The man, believed to be in his late 30s, was semiconscious when he was rescued and was taken to a hospital in Niagara Falls, Canada. His condition was not immediately known.
Niagara Parks Police Chief Doug Kane said the man was suffering from hypothermia and a head injury. Police were unable to get any information from the man because of the effects of the near-freezing water.
Asked if the man was trying to kill himself, Kane said: "He voluntarily entered into the water and refused medical assistance at the bottom."
A witness called police telling them a man had jumped into the Horseshoe Falls on the Niagara's Canadian side. A short time later, he was seen near the base of the falls.
Specially trained falls rescue crews tried to assist the man but he swam away from them toward the middle of the river, Kane said.
A private helicopter from Niagara Falls Helicopter was called in and got close to the victim. Wind from the chopper's blades forced enough of a current to push him closer to shore where rescuers could get to him.

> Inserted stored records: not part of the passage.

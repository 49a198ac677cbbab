//! Discrete-event simulation of an RTOS node exchanging frames over buses.
//!
//! A preemptive priority scheduler arbitrates periodic logical tasks, a
//! reception task buffering incoming frames in a mailbox, and a transmission
//! task feeding hardware transmit buffers under flow control.

pub mod apps;
pub mod buffers;
pub mod common;
pub mod error;
pub mod kernel;
pub mod simulation;
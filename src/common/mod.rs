//! Shared configuration types.

pub mod scenario;

pub use scenario::{Scenario, ScenarioLoadError, load_scenario, parse_scenario, validate_scenario};
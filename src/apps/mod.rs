//! Application tasks running on the simulated node.
//!
//! - `sink`: reception task with latest-value mailbox semantics
//! - `source`: transmission task with software/hardware flow control
//! - `logical`: periodic compute task reading from the sink and writing to
//!   the source

use embassy_time::Duration;

pub mod logical;
pub mod sink;
pub mod source;

pub use logical::LogicalApp;
pub use sink::SinkApp;
pub use source::SourceApp;

/// Scheduling parameters shared by every application task.
#[derive(Debug, Clone, Copy, PartialEq, Eq)]
pub struct TaskParams {
    /// Higher value wins arbitration.
    pub priority: i64,
    pub period: Duration,
    /// Processor time one activation needs.
    pub execution_time: Duration,
}
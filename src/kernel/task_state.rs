//! Task state vocabulary shared by the scheduler and every task.
//!
//! ```text
//!            new work               dispatch
//!  Blocked ───────────► Ready ───────────────► Running ◄──┐
//!     ▲                                         │   │      │ resume
//!     └──────────── yield (no more work) ───────┘   ▼      │
//!                                                 Paused ──┘
//!                                      preempt
//! ```

use serde::Serialize;

use crate::error::IllegalTransition;

#[derive(Debug, Clone, Copy, PartialEq, Eq, Hash, Serialize)]
pub enum TaskState {
    Blocked,
    Ready,
    Running,
    Paused,
}

impl TaskState {
    /// Whether `self -> next` is an edge of the state machine.
    pub fn can_become(self, next: TaskState) -> bool {
        matches!(
            (self, next),
            (TaskState::Blocked, TaskState::Ready)
                | (TaskState::Ready, TaskState::Running)
                | (TaskState::Running, TaskState::Paused)
                | (TaskState::Paused, TaskState::Running)
                | (TaskState::Running, TaskState::Blocked)
        )
    }

    /// Validate and perform a transition.
    pub fn transition(self, next: TaskState) -> Result<TaskState, IllegalTransition> {
        if self.can_become(next) {
            Ok(next)
        } else {
            Err(IllegalTransition { from: self, to: next })
        }
    }
}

"He wasn't cooperative," the pilot, Ruedi Hafen, owner of Niagara Falls Helicopter, told The Associated Press. "He didn't try to be helpful. We had a sling on him and he got out of it."
Hafen said the man, who had a "big gashing injury" on his head, was in the water for about a half-hour and spent much of that time resisting attempts to help him.
A firefighter and another rescue worker swam about 60 yards (meters) from shore, grabbed hold of him and hauled him in, said Niagara Fire Capt. David Belme.
"He was on a suicide mission, I assume," Hafen said.
"I've never, in my career, seen someone so tough, swimming between the ice."
The last person known to survive a plunge over the falls was Kirk Jones, a former auto parts salesman from Michigan who climbed down a small embankment and jumped into the Niagara River on Oct. 20, 2003.
Jones said he had been depressed and had been drinking vodka and cola when he went over the famous falls on the Canadian side, a drop of 180 feet.
At least 17 people — not including suicide attempts — are known to have gone over the falls.
Niagara Falls consists of three waterfalls: the American Falls, Horseshoe Falls and Bridal Veil Falls.